All children have the right to learn and one Queensland school is ensuring students with complex mental health needs get the education they deserve, writes Rebecca Levingston

Dec 09, 2020, updated Dec 09, 2020
(Photo: Unsplash: Johnny McClung)

(Photo: Unsplash: Johnny McClung)

The difference between a school break-up and a breakdown seems too simple when written.

Up and down – short words to describe the moods of a teenager where the days (and sometimes the years) seem long. The mental health rollercoaster that families ride is joked about in most school circles, but for some it plays out with euphoric highs and dangerous lows.

This week as school breaks up, report cards and end-of-year parties will be on the agenda for most Queensland kids. Fun and relief as the year wraps up and rightly so. Those milestones are wonderful and deserve bowls of Cheezels and chocolates for teachers.

What happens when your child can’t or won’t go to school? Anxiety, depression and other severe mental health disorders that are debilitating for children can end school days prematurely. Permanently disengaging from education is life-changing. In the saddest of cases, opting out of school and society can be life-ending. Children need love and time and treatment. They still deserve to learn. There is a place.

I remember that the first time I heard about the Barrett Adolescent Centre it was about to be shut down. Barrett was the first school of its kind in Queensland, catering to the needs of students with chronic mental health issues. The small cohort was the subject of intense political debate when it was closed in 2013.

What I didn’t know is that the school continued in a new form, at a new location. It has quietly carried on providing classrooms and care for young people with complex needs. Barrett is a place that no one wants to go to until there is nowhere else to go. And then it can be a sanctuary for families.

Stella told me her son wouldn’t be alive without the patient expertise of the team at Barrett. His transition from a quirky stickler for rules with wit and beautiful manners to a young man wanting to end his life was swift and devastating. He refused to go to school. He was hallucinating.

It was as though the world became too much for him. He was barely a teenager when he withdrew completely. Assistance from mental health professionals helped stabilise him. The way his mum described it to me is that he was finally able to “quieten his mind”. Then when it was time to find his way back to school, he found his place at Barrett. Stella is optimistic about the future but realistic about the past: “Without that school, I wouldn’t have my son.”

For some young people, the prospect of getting out of the car to go into school is daunting. It can become impossible. School refusal can last for months.

That was the torment for Kerry and her child for more than six months. Too unwell to attend mainstream school, but not “sick” enough to be admitted to a mental health facility, the family was left in a frightening limbo with limited options.

Again, the support and connection of the health and education team at Barrett became a lifeline that ultimately led Kerry’s child on a pathway to university. An outcome that seemed so out of reach a few years ago.

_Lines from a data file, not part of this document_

//! HTTP Request body types

use serde::{Deserialize, Serialize};

/// The kind of request body.
#[derive(Debug, Clone, PartialEq, Eq, Serialize, Deserialize, Default)]
#[serde(tag = "type", rename_all = "snake_case")]
pub enum RequestBodyKind {
    /// No body
    #[default]
    None,
    /// Raw text/JSON body
    Raw {
        /// The content type (e.g., "application/json", "text/plain")
        content_type: String,
    },
}

/// HTTP request body with content and type information.
#[derive(Debug, Clone, PartialEq, Eq, Serialize, Deserialize, Default)]
pub struct RequestBody {
    /// The kind of body
    pub kind: RequestBodyKind,
    /// The body content as a string
    #[serde(default)]
    pub content: String,
}

impl RequestBody {
    /// Creates an empty body.
    #[must_use]
    pub const fn none() -> Self {
        Self {
            kind: RequestBodyKind::None,
            content: String::new(),
        }
    }

    /// Creates a JSON body.
    #[must_use]
    pub fn json(content: impl Into<String>) -> Self {
        Self {
            kind: RequestBodyKind::Raw {
                content_type: "application/json".to_string(),
            },
            content: content.into(),
        }
    }

    /// Creates a plain text body.
    #[must_use]
    pub fn text(content: impl Into<String>) -> Self {
        Self {
            kind: RequestBodyKind::Raw {
                content_type: "text/plain".to_string(),
            },
            content: content.into(),
        }
    }

    /// Returns whether the body is empty or none.
    #[must_use]
    #[allow(clippy::missing_const_for_fn)] // String::is_empty is not const
    pub fn is_empty(&self) -> bool {
        matches!(self.kind, RequestBodyKind::None) || self.content.is_empty()
    }

    /// Returns the content type if applicable.
    #[must_use]
    pub fn content_type(&self) -> Option<&str> {
        match &self.kind {
            RequestBodyKind::None => None,
            RequestBodyKind::Raw { content_type } => Some(content_type),
        }
    }
}

#[cfg(test)]
mod tests {
    use super::*;

    #[test]
    fn test_json_body() {
        let body = RequestBody::json(r#"{"email": "eve.holt@reqres.in"}"#);
        assert_eq!(body.content_type(), Some("application/json"));
        assert!(!body.is_empty());
    }

    #[test]
    fn test_text_body() {
        let body = RequestBody::text("hello");
        assert_eq!(body.content_type(), Some("text/plain"));
    }

    #[test]
    fn test_empty_body() {
        let body = RequestBody::none();
        assert!(body.is_empty());
        assert_eq!(body.content_type(), None);
    }
}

Barrett Adolescent Centre is a unique place, that one by one is helping young people keep connected to education. The Queensland Human Rights Commission advocates that every child has the right to primary and secondary schooling appropriate to the child’s needs.

This year, on the day after school finishes, the world will mark International Human Rights Day.  Seems an apt time to celebrate every child and the teachers who find ways to connect.

Farewell to 2020 for the majority of Queensland students is fun and so it should be. School captains are announced and academic achievements are rightly celebrated.